Surtout, c’est bien lui le héros de « Modern Living/ Neurotica » (la série où il invente une interactivité économe, à l’os, toujours en ligne et toujours efficace), et de « Prostress » : son humour est sans doute plus feutré qu’à l’écran, mais son œil pétillant et son sourire en coin indiquent très clairement qu’il n’a pas fabriqué son personnage, et que la longévité de sa pratique est bien plus qu’un filon à exploiter. Cet autoportrait qu’il dessine au fil des ans (il a débuté sa première série numérique, « Neurotica », en 1994) est une façon de mettre en scène un monde insane, qui court comme un dératé à sa fin.
Et ce n’est pas un hasard si sa nouvelle exposition parisienne (il avait inauguré il y a deux ans Le Cabinet) s’intitule « La Grande Fête #2 ».
Décryptage rapide : le 2 indique qu’il y a un numéro 1, à Valence, en Espagne, où il présente Sala Parpalloy (un couvent du XVe transformé en espace d’art contemporain), outre une mini-rétrospective de son travail, huit installations interactives. « La Grande Fête », en français dans le texte, fait « référence à “La Grande Bouffe” » (il prononce abominablement « la grande bœuf »…). Le rapport entre les trois animations de l’exposition, « SoloBikini » (sa tête grimaçant sur un corps de pin-up), « MassBikini » (même chose, mais le personnage s’est cloné à l’infini), « GeneralFly » (lui, toujours, en costume militaire avec mouche virevoltant péniblement dans le champ) et le film de tous les excès de Marco Ferreri qui fit scandale en 1973 ? Un même parfum de « décadence », précisément.
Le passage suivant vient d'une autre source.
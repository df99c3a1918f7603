//! Integer range grammar generator.
//!
//! Emits a fragment matching exactly the decimal encodings of the integers
//! in an inclusive range, with an optional leading `-` and no leading zeros
//! (other than the literal `0`). Negative ranges recurse on the sign-flipped
//! positive range; ranges spanning several digit counts split into one band
//! per digit length; one-sided ranges are capped at `MAX_RANGE_DIGITS`
//! digits so the grammar stays finite.

/// Digit ceiling for one-sided ranges.
pub const MAX_RANGE_DIGITS: usize = 16;

/// Append a grammar fragment for the integers in `[min, max]` to `out`.
/// At least one bound must be present; the visitor guarantees this.
pub fn generate_min_max_int(
    min_value: Option<i64>,
    max_value: Option<i64>,
    out: &mut String,
    decimals_left: usize,
    top_level: bool,
) {
    debug_assert!(min_value.is_some() || max_value.is_some());

    if let (Some(min), Some(max)) = (min_value, max_value) {
        if min < 0 && max < 0 {
            out.push_str("\"-\" (");
            generate_min_max_int(Some(-max), Some(-min), out, decimals_left, true);
            out.push(')');
            return;
        }

        let mut min = min;
        if min < 0 {
            out.push_str("\"-\" (");
            generate_min_max_int(Some(0), Some(-min), out, decimals_left, true);
            out.push_str(") | ");
            min = 0;
        }

        let mut min_s = min.to_string();
        let max_s = max.to_string();
        let min_digits = min_s.len();
        let max_digits = max_s.len();

        // One alternative per digit-length band, then the final partial band.
        for digits in min_digits..max_digits {
            uniform_range(out, &min_s, &"9".repeat(digits));
            min_s = format!("1{}", "0".repeat(digits));
            out.push_str(" | ");
        }
        uniform_range(out, &min_s, &max_s);
        return;
    }

    let less_decimals = decimals_left.saturating_sub(1).max(1);

    if let Some(min) = min_value {
        if min < 0 {
            out.push_str("\"-\" (");
            generate_min_max_int(None, Some(-min), out, decimals_left, false);
            out.push_str(") | [0] | [1-9] ");
            more_digits(out, 0, Some(decimals_left - 1));
        } else if min == 0 {
            if top_level {
                out.push_str("[0] | [1-9] ");
                more_digits(out, 0, Some(less_decimals));
            } else {
                more_digits(out, 1, Some(decimals_left));
            }
        } else if min <= 9 {
            let c = (b'0' + min as u8) as char;
            let range_start = if top_level { '1' } else { '0' };
            if c > range_start {
                digit_range(out, range_start, prev_digit(c));
                out.push(' ');
                more_digits(out, 1, Some(less_decimals));
                out.push_str(" | ");
            }
            digit_range(out, c, '9');
            out.push(' ');
            more_digits(out, 0, Some(less_decimals));
        } else {
            let min_s = min.to_string();
            let length = min_s.len();
            let c = min_s.as_bytes()[0] as char;

            if c > '1' {
                digit_range(out, if top_level { '1' } else { '0' }, prev_digit(c));
                out.push(' ');
                more_digits(out, length, Some(less_decimals));
                out.push_str(" | ");
            }
            digit_range(out, c, c);
            out.push_str(" (");
            let tail: i64 = min_s[1..].parse().unwrap_or(0);
            generate_min_max_int(Some(tail), None, out, less_decimals, false);
            out.push(')');
            if c < '9' {
                out.push_str(" | ");
                digit_range(out, next_digit(c), '9');
                out.push(' ');
                more_digits(out, length - 1, Some(less_decimals));
            }
        }
        return;
    }

    if let Some(max) = max_value {
        if max >= 0 {
            if top_level {
                out.push_str("\"-\" [1-9] ");
                more_digits(out, 0, Some(less_decimals));
                out.push_str(" | ");
            }
            generate_min_max_int(Some(0), Some(max), out, decimals_left, true);
        } else {
            out.push_str("\"-\" (");
            generate_min_max_int(Some(-max), None, out, decimals_left, false);
            out.push(')');
        }
    }
}

fn prev_digit(c: char) -> char {
    (c as u8 - 1) as char
}

fn next_digit(c: char) -> char {
    (c as u8 + 1) as char
}

fn digit_range(out: &mut String, from: char, to: char) {
    out.push('[');
    out.push(from);
    if from != to {
        out.push('-');
        out.push(to);
    }
    out.push(']');
}

fn more_digits(out: &mut String, min_digits: usize, max_digits: Option<usize>) {
    out.push_str("[0-9]");
    if max_digits == Some(min_digits) && min_digits == 1 {
        return;
    }
    out.push('{');
    out.push_str(&min_digits.to_string());
    if max_digits != Some(min_digits) {
        out.push(',');
        if let Some(max) = max_digits {
            out.push_str(&max.to_string());
        }
    }
    out.push('}');
}

/// Emit the digit strings between `from` and `to`, which have equal length.
/// Peels off the common literal prefix, then branches on the first diverging
/// digit: the low edge with a constrained suffix, a free middle band, and
/// the high edge with a constrained suffix.
fn uniform_range(out: &mut String, from: &str, to: &str) {
    debug_assert_eq!(from.len(), to.len());
    let shared = from
        .bytes()
        .zip(to.bytes())
        .take_while(|(a, b)| a == b)
        .count();
    if shared > 0 {
        out.push('"');
        out.push_str(&from[..shared]);
        out.push('"');
    }
    if shared >= from.len() {
        return;
    }
    if shared > 0 {
        out.push(' ');
    }

    let fc = from.as_bytes()[shared] as char;
    let tc = to.as_bytes()[shared] as char;
    let sub_len = from.len() - shared - 1;

    if sub_len == 0 {
        digit_range(out, fc, tc);
        return;
    }

    let from_sub = &from[shared + 1..];
    let to_sub = &to[shared + 1..];
    let sub_zeros = "0".repeat(sub_len);
    let sub_nines = "9".repeat(sub_len);

    let mut to_reached = false;
    out.push('(');
    if from_sub == sub_zeros {
        digit_range(out, fc, prev_digit(tc));
        out.push(' ');
        more_digits(out, sub_len, Some(sub_len));
    } else {
        out.push('[');
        out.push(fc);
        out.push_str("] (");
        uniform_range(out, from_sub, &sub_nines);
        out.push(')');
        if (fc as u8) < tc as u8 - 1 {
            out.push_str(" | ");
            if to_sub == sub_nines {
                digit_range(out, next_digit(fc), tc);
                to_reached = true;
            } else {
                digit_range(out, next_digit(fc), prev_digit(tc));
            }
            out.push(' ');
            more_digits(out, sub_len, Some(sub_len));
        }
    }
    if !to_reached {
        out.push_str(" | ");
        digit_range(out, tc, tc);
        out.push(' ');
        uniform_range(out, &sub_zeros, to_sub);
    }
    out.push(')');
}
//! Compiler error taxonomy.
//!
//! Every error here is a configuration/input error: the schema (or a pattern
//! inside it) cannot be expressed as a grammar. Nothing is retryable and no
//! partial grammar is ever produced.

use thiserror::Error;

pub type Result<T> = std::result::Result<T, GrammarError>;

#[derive(Debug, Error)]
pub enum GrammarError {
    /// Remote `$ref` (or a non-JSON-pointer form). The compiler is offline
    /// and never fetches schemas.
    #[error("unsupported $ref: {0}")]
    UnsupportedRef(String),

    /// A local `$ref` path segment that does not exist in the schema.
    #[error("broken $ref: segment `{segment}` not found in {node}")]
    BrokenRef { segment: String, node: String },

    /// `pattern` without both `^` and `$` anchors.
    #[error("pattern must be anchored (^...$): /{0}/")]
    UnanchoredPattern(String),

    /// A regex construct outside the supported subset (lookaround, etc).
    #[error("unsupported pattern syntax at index {index} of /{pattern}/")]
    UnsupportedPattern { index: usize, pattern: String },

    /// Unterminated `(`, `[` or `{`, or a stray `)`.
    #[error("unbalanced `{delimiter}` at index {index} of /{pattern}/")]
    UnbalancedPattern {
        delimiter: char,
        index: usize,
        pattern: String,
    },

    /// The schema matched none of the visitor's dispatch rules.
    #[error("unrecognized schema: {0}")]
    UnrecognizedSchema(String),

    /// A built-in rule names a dependency missing from the static catalog.
    /// This is a defect in the catalog, never bad input.
    #[error("primitive catalog references unknown rule `{0}`")]
    Catalog(String),

    /// Schema text that is not valid JSON (only from `compile_str`).
    #[error("invalid schema JSON: {0}")]
    Parse(#[from] serde_json::Error),
}
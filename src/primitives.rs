//! Static catalog of built-in grammar fragments.
//!
//! Covers the raw JSON value kinds plus the whitelisted string formats
//! (date/time/date-time/uuid). Each entry carries the names of the rules its
//! body references, so registering one primitive pulls in its transitive
//! closure (see `RuleTable::add_primitive`).

use once_cell::sync::Lazy;
use std::collections::BTreeMap;

/// Optional-whitespace filler emitted after every JSON token.
pub const SPACE_RULE: &str = "\" \"?";

/// An immutable built-in rule: a grammar body plus its rule dependencies.
#[derive(Debug, Clone, Copy)]
pub struct BuiltinRule {
    pub body: &'static str,
    pub deps: &'static [&'static str],
}

const fn rule(body: &'static str, deps: &'static [&'static str]) -> BuiltinRule {
    BuiltinRule { body, deps }
}

pub static PRIMITIVE_RULES: Lazy<BTreeMap<&'static str, BuiltinRule>> = Lazy::new(|| {
    BTreeMap::from([
        ("boolean", rule(r#"("true" | "false") space"#, &[])),
        ("decimal-part", rule("[0-9]{1,16}", &[])),
        ("integral-part", rule("[0] | [1-9] [0-9]{0,15}", &[])),
        (
            "number",
            rule(
                r#"("-"? integral-part) ("." decimal-part)? ([eE] [-+]? integral-part)? space"#,
                &["integral-part", "decimal-part"],
            ),
        ),
        (
            "integer",
            rule(r#"("-"? integral-part) space"#, &["integral-part"]),
        ),
        (
            "value",
            rule(
                "object | array | string | number | boolean | null",
                &["object", "array", "string", "number", "boolean", "null"],
            ),
        ),
        (
            "object",
            rule(
                r#""{" space ( string ":" space value ("," space string ":" space value)* )? "}" space"#,
                &["string", "value"],
            ),
        ),
        (
            "array",
            rule(
                r#""[" space ( value ("," space value)* )? "]" space"#,
                &["value"],
            ),
        ),
        (
            "uuid",
            rule(
                r#""\"" [0-9a-fA-F]{8} "-" [0-9a-fA-F]{4} "-" [0-9a-fA-F]{4} "-" [0-9a-fA-F]{4} "-" [0-9a-fA-F]{12} "\"" space"#,
                &[],
            ),
        ),
        (
            "char",
            rule(
                r#"[^"\\\x7F\x00-\x1F] | [\\] (["\\bfnrt] | "u" [0-9a-fA-F]{4})"#,
                &[],
            ),
        ),
        ("string", rule(r#""\"" char* "\"" space"#, &["char"])),
        ("null", rule(r#""null" space"#, &[])),
    ])
});

pub static STRING_FORMAT_RULES: Lazy<BTreeMap<&'static str, BuiltinRule>> = Lazy::new(|| {
    BTreeMap::from([
        (
            "date",
            rule(
                r#"[0-9]{4} "-" ( "0" [1-9] | "1" [0-2] ) "-" ( "0" [1-9] | [1-2] [0-9] | "3" [0-1] )"#,
                &[],
            ),
        ),
        (
            "time",
            rule(
                r#"([01] [0-9] | "2" [0-3]) ":" [0-5] [0-9] ":" [0-5] [0-9] ( "." [0-9]{3} )? ( "Z" | ( "+" | "-" ) ( [01] [0-9] | "2" [0-3] ) ":" [0-5] [0-9] )"#,
                &[],
            ),
        ),
        ("date-time", rule(r#"date "T" time"#, &["date", "time"])),
        ("date-string", rule(r#""\"" date "\"" space"#, &["date"])),
        ("time-string", rule(r#""\"" time "\"" space"#, &["time"])),
        (
            "date-time-string",
            rule(r#""\"" date-time "\"" space"#, &["date-time"]),
        ),
    ])
});

/// Look up a built-in rule in either catalog.
pub fn lookup(name: &str) -> Option<&'static BuiltinRule> {
    PRIMITIVE_RULES
        .get(name)
        .or_else(|| STRING_FORMAT_RULES.get(name))
}
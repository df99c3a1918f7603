//! The rule table: owns every named production of a compilation.
//!
//! Names are escaped to a restricted charset, identical (name, body) pairs
//! dedupe to one entry, and conflicting bodies under one base name probe
//! numeric suffixes. Serialization is sorted by name so the emitted grammar
//! is deterministic and diff-stable regardless of visit order.

use std::collections::BTreeMap;

use crate::error::{GrammarError, Result};
use crate::primitives::{self, BuiltinRule, SPACE_RULE};

/// Rewrite a rule name to the allowed charset `[0-9A-Za-z-]`.
pub fn escape_name(name: &str) -> String {
    name.chars()
        .map(|c| if c.is_ascii_alphanumeric() || c == '-' { c } else { '-' })
        .collect()
}

/// Names a user-derived rule may not take verbatim: the grammar entry point,
/// the shared helpers, and every built-in rule.
pub fn is_reserved(name: &str) -> bool {
    matches!(name, "root" | "space" | "dot")
        || primitives::PRIMITIVE_RULES.contains_key(name)
        || primitives::STRING_FORMAT_RULES.contains_key(name)
}

#[derive(Debug, Clone)]
pub struct RuleTable {
    rules: BTreeMap<String, String>,
}

impl Default for RuleTable {
    fn default() -> Self {
        Self::new()
    }
}

impl RuleTable {
    /// A fresh table always carries the shared `space` rule.
    pub fn new() -> Self {
        let mut rules = BTreeMap::new();
        rules.insert("space".to_string(), SPACE_RULE.to_string());
        Self { rules }
    }

    pub fn contains(&self, name: &str) -> bool {
        self.rules.contains_key(name)
    }

    pub fn get(&self, name: &str) -> Option<&str> {
        self.rules.get(name).map(String::as_str)
    }

    pub fn len(&self) -> usize {
        self.rules.len()
    }

    pub fn is_empty(&self) -> bool {
        self.rules.is_empty()
    }

    /// Register `body` under (the escaped form of) `name` and return the
    /// name actually used.
    ///
    /// Registering the same body under the same base name twice is a no-op
    /// returning the existing name; a different body probes `name0, name1, …`
    /// until a free slot or a slot holding the identical body is found.
    pub fn add_rule(&mut self, name: &str, body: &str) -> String {
        let esc_name = escape_name(name);
        match self.rules.get(&esc_name) {
            None => {
                self.rules.insert(esc_name.clone(), body.to_string());
                esc_name
            }
            Some(existing) if existing == body => esc_name,
            Some(_) => {
                let mut i = 0usize;
                loop {
                    let key = format!("{esc_name}{i}");
                    match self.rules.get(&key) {
                        None => {
                            self.rules.insert(key.clone(), body.to_string());
                            return key;
                        }
                        Some(existing) if existing == body => return key,
                        Some(_) => i += 1,
                    }
                }
            }
        }
    }

    /// Register a built-in rule and, recursively, every dependency it names.
    ///
    /// # Errors
    ///
    /// `GrammarError::Catalog` if a dependency is missing from the static
    /// catalogs — a catalog defect, not bad input.
    pub fn add_primitive(&mut self, name: &str, rule: &BuiltinRule) -> Result<String> {
        let n = self.add_rule(name, rule.body);
        for dep in rule.deps {
            let dep_rule =
                primitives::lookup(dep).ok_or_else(|| GrammarError::Catalog(dep.to_string()))?;
            if !self.rules.contains_key(*dep) {
                self.add_primitive(dep, dep_rule)?;
            }
        }
        Ok(n)
    }

    /// Serialize all rules as `name ::= body` lines, sorted by name.
    pub fn format_grammar(&self) -> String {
        let mut out = String::new();
        for (name, body) in &self.rules {
            out.push_str(name);
            out.push_str(" ::= ");
            out.push_str(body);
            out.push('\n');
        }
        out
    }
}

#[cfg(test)]
mod tests {
    use super::*;
    use crate::primitives::PRIMITIVE_RULES;

    #[test]
    fn space_rule_is_always_present() {
        let table = RuleTable::new();
        assert_eq!(table.get("space"), Some(SPACE_RULE));
    }

    #[test]
    fn identical_body_dedupes() {
        let mut table = RuleTable::new();
        let a = table.add_rule("item", "\"x\"");
        let b = table.add_rule("item", "\"x\"");
        assert_eq!(a, "item");
        assert_eq!(a, b);
        assert_eq!(table.len(), 2); // space + item
    }

    #[test]
    fn conflicting_body_probes_numeric_suffix() {
        let mut table = RuleTable::new();
        assert_eq!(table.add_rule("item", "\"x\""), "item");
        assert_eq!(table.add_rule("item", "\"y\""), "item0");
        assert_eq!(table.add_rule("item", "\"z\""), "item1");
        // an already-probed body dedupes to its suffixed slot
        assert_eq!(table.add_rule("item", "\"y\""), "item0");
    }

    #[test]
    fn names_are_escaped() {
        let mut table = RuleTable::new();
        assert_eq!(table.add_rule("foo.bar/baz", "\"x\""), "foo-bar-baz");
    }

    #[test]
    fn reserved_names() {
        assert!(is_reserved("root"));
        assert!(is_reserved("space"));
        assert!(is_reserved("integer"));
        assert!(is_reserved("date-string"));
        assert!(!is_reserved("status"));
    }

    #[test]
    fn add_primitive_materializes_transitive_closure() {
        let mut table = RuleTable::new();
        let name = table
            .add_primitive("object", &PRIMITIVE_RULES["object"])
            .unwrap();
        assert_eq!(name, "object");
        // object -> string -> char, object -> value -> everything
        for dep in ["string", "char", "value", "array", "number", "boolean", "null"] {
            assert!(table.contains(dep), "missing {dep}");
        }
    }

    #[test]
    fn format_is_sorted_by_name() {
        let mut table = RuleTable::new();
        table.add_rule("zeta", "\"z\"");
        table.add_rule("alpha", "\"a\"");
        let text = table.format_grammar();
        let lines: Vec<&str> = text.lines().collect();
        assert_eq!(lines[0], "alpha ::= \"a\"");
        assert_eq!(lines[1], "space ::= \" \"?");
        assert_eq!(lines[2], "zeta ::= \"z\"");
    }
}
Vue de l’exposition « La Grande Fête #2 » au Cabinet, 2010 :
Plus prosaïquement, comme il l’explique d’un ton badin : « World will come to an end. » On s’inquiète : serait-il versé dans un millénarisme lynchien ? Il rit, botte en touche, explique que le soleil mourra un jour et nous avec. Comme dans ce « MassBikini » où la duplication du personnage (sa tête sur un corps de femme) n’est pas tout à fait réglée à l’identique. Subtile façon d’évoquer le vertige ontologique. Aquarelles, papier peint (« Doom », 2010), toy ironique à souhait (« FuckDeath », 2010) où il fait les cornes à sa tête de mort (une vanité inversée ?), animations et installations burlesques… Han Hoogerbrugge touche à tout avec la même constance, celle d’un illustrateurprestidigitateur, l’orfèvre capable de déclencher chez ses contemporains un rire salvateur. L’arme suprêmement élégante des désespérés.